Why Choosing the First Broker That Called You Could Get You Broke

Today it’s time again to remember my own mistakes, to show you I was stupid, I lost money, I was easily fooled… basically it’s time to trash myself so that you can learn something out of it. Looking forward to it… The mistake I am going to talk about has to do with my eagerness to start trading; basically the first broker that called me over the phone convinced me to invest. Why is that wrong? Read and find out.

 

I’m So Gullible Sometimes… Or How I Got Broke

A few years back I co-owned a toner cartridge company (you know, that thingy you put in your printer to… print). We were buying them from a factory and selling them at a higher price to other businesses all over the country. Buying low and selling higher is basically the core of commerce so I wasn’t trying to re-invent the wheel and things were going pretty well.

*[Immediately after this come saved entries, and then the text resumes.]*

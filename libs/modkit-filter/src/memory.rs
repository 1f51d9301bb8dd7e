//! In-memory query target over a slice of loaded entities.
//!
//! Useful for caches and fixtures that must honour the same data filters as
//! the database: rows are kept only when every attached predicate holds.

use crate::capability::FieldAccess;
use crate::error::{FilterError, FilterResult};
use crate::interceptor::{FilterTarget, QueryInterceptor};
use crate::predicate::BoundPredicate;
use crate::state::UnitOfWorkFilterState;

#[derive(Debug, Clone)]
pub struct MemoryQuery<'r, E> {
    rows: &'r [E],
    predicates: Vec<BoundPredicate>,
}

impl<'r, E: FieldAccess> MemoryQuery<'r, E> {
    /// Unrestricted query over `rows`.
    #[must_use]
    pub fn new(rows: &'r [E]) -> Self {
        Self {
            rows,
            predicates: Vec::new(),
        }
    }

    /// Query over `rows` restricted by the filters active in `state`.
    ///
    /// # Errors
    /// Returns binding errors from the interceptor.
    pub fn filtered(rows: &'r [E], state: &UnitOfWorkFilterState) -> FilterResult<Self> {
        QueryInterceptor::apply(Self::new(rows), state)
    }

    /// Add a caller condition on top of the filters.
    #[must_use]
    pub fn and_where(mut self, predicate: BoundPredicate) -> Self {
        self.predicates.push(predicate);
        self
    }

    /// Every visible row, in input order.
    ///
    /// # Errors
    /// Returns `MissingField` if a predicate references a field the entity does not expose.
    pub fn list(&self) -> FilterResult<Vec<&'r E>> {
        let mut out = Vec::new();
        for row in self.rows {
            if self.visible(row)? {
                out.push(row);
            }
        }
        Ok(out)
    }

    /// First visible row satisfying `key`.
    ///
    /// # Errors
    /// Returns `MissingField` as [`list`](Self::list) does.
    pub fn get(&self, key: impl Fn(&E) -> bool) -> FilterResult<Option<&'r E>> {
        for row in self.rows.iter().filter(|&r| key(r)) {
            if self.visible(row)? {
                return Ok(Some(row));
            }
        }
        Ok(None)
    }

    /// Number of visible rows.
    ///
    /// # Errors
    /// Returns `MissingField` as [`list`](Self::list) does.
    pub fn count(&self) -> FilterResult<usize> {
        let mut n = 0;
        for row in self.rows {
            if self.visible(row)? {
                n += 1;
            }
        }
        Ok(n)
    }

    fn visible(&self, row: &E) -> FilterResult<bool> {
        for predicate in &self.predicates {
            let keep = predicate
                .matches(row)
                .map_err(|field| FilterError::MissingField {
                    entity: E::NAME,
                    field,
                })?;
            if !keep {
                return Ok(false);
            }
        }
        Ok(true)
    }
}

impl<E: FieldAccess> FilterTarget for MemoryQuery<'_, E> {
    type Entity = E;
    type Error = FilterError;

    fn restrict(mut self, predicate: BoundPredicate) -> FilterResult<Self> {
        self.predicates.push(predicate);
        Ok(self)
    }
}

It wasn’t making me rich but there was no reason to complain either. Ok, being the CEO of the company (in my country the title is different but it’s almost the same thing), my phone number was listed in several public data bases (i.e. Yellow Pages) and could be easily fetched by a broker’s sales team. So it was just a matter of time until I’d get a phone call from a broker. And I did. I knew the Foreign Exchange market existed but I didn’t know exactly how it worked so the sales guy explained it to me briefly. And by briefly I mean lightning fast: it’s like buying cheap and selling higher. Look, if the Euro is stronger than the Dollar, the pair goes up so you buy EUR/USD and you sell it when it’s higher. Ah, he got me at buy low, sell high… after all that was what I was doing with toner cartridges and I was pretty good at that so why not do the same thing with currencies. Yeah, where do I sign and how much money you need? And that was that. I was a Forex trader. Now I can laugh about it but back in the day, when I realized how much more I needed to know than just “buy low, sell high” (or buy high, sell higher and vice versa), I felt a little overwhelmed. Of course the sales guy told me it was easy, of course he said they are the best brokerage for me and I believed everything without thinking to look twice. Only after I opened the account I realized the lowest position I can trade is 0.10 lots – which for a newbie is definitely too much, unless you are trading a fat account – and their spreads were some of the biggest in the industry – if I remember correctly, the EUR/USD had a 5 pip spread. It is true that when I started trading the spreads were higher overall but still, EUR/USD was the most frequently traded pair and 5 pips was huge. So my money was stuck with a second-rate brokerage, my trading skill was close to zero and all this was the perfect recipe for a blown account.

 

Moral of the Story

If in this world would exist only one car brand, you would have to drive that one and you wouldn’t know how a better one feels. You wouldn’t have the luxury of choosing what car to drive after comparing one against another. I acted as if only one broker existed in the entire world and I realized only after I lost some money that I could have chosen another one with better trading conditions, better spreads, education, support, better everything actually. Fortunately there is a choice and you are responsible to make the best one. Don’t assume immediately that you have to invest money with the first brokerage that calls you and don’t be afraid to say: Hey, your trading conditions are crap so stop bothering me. Compare brokers, read reviews, use their demo or… ask me, because you probably realized by now that I’ve made all the mistakes in the book…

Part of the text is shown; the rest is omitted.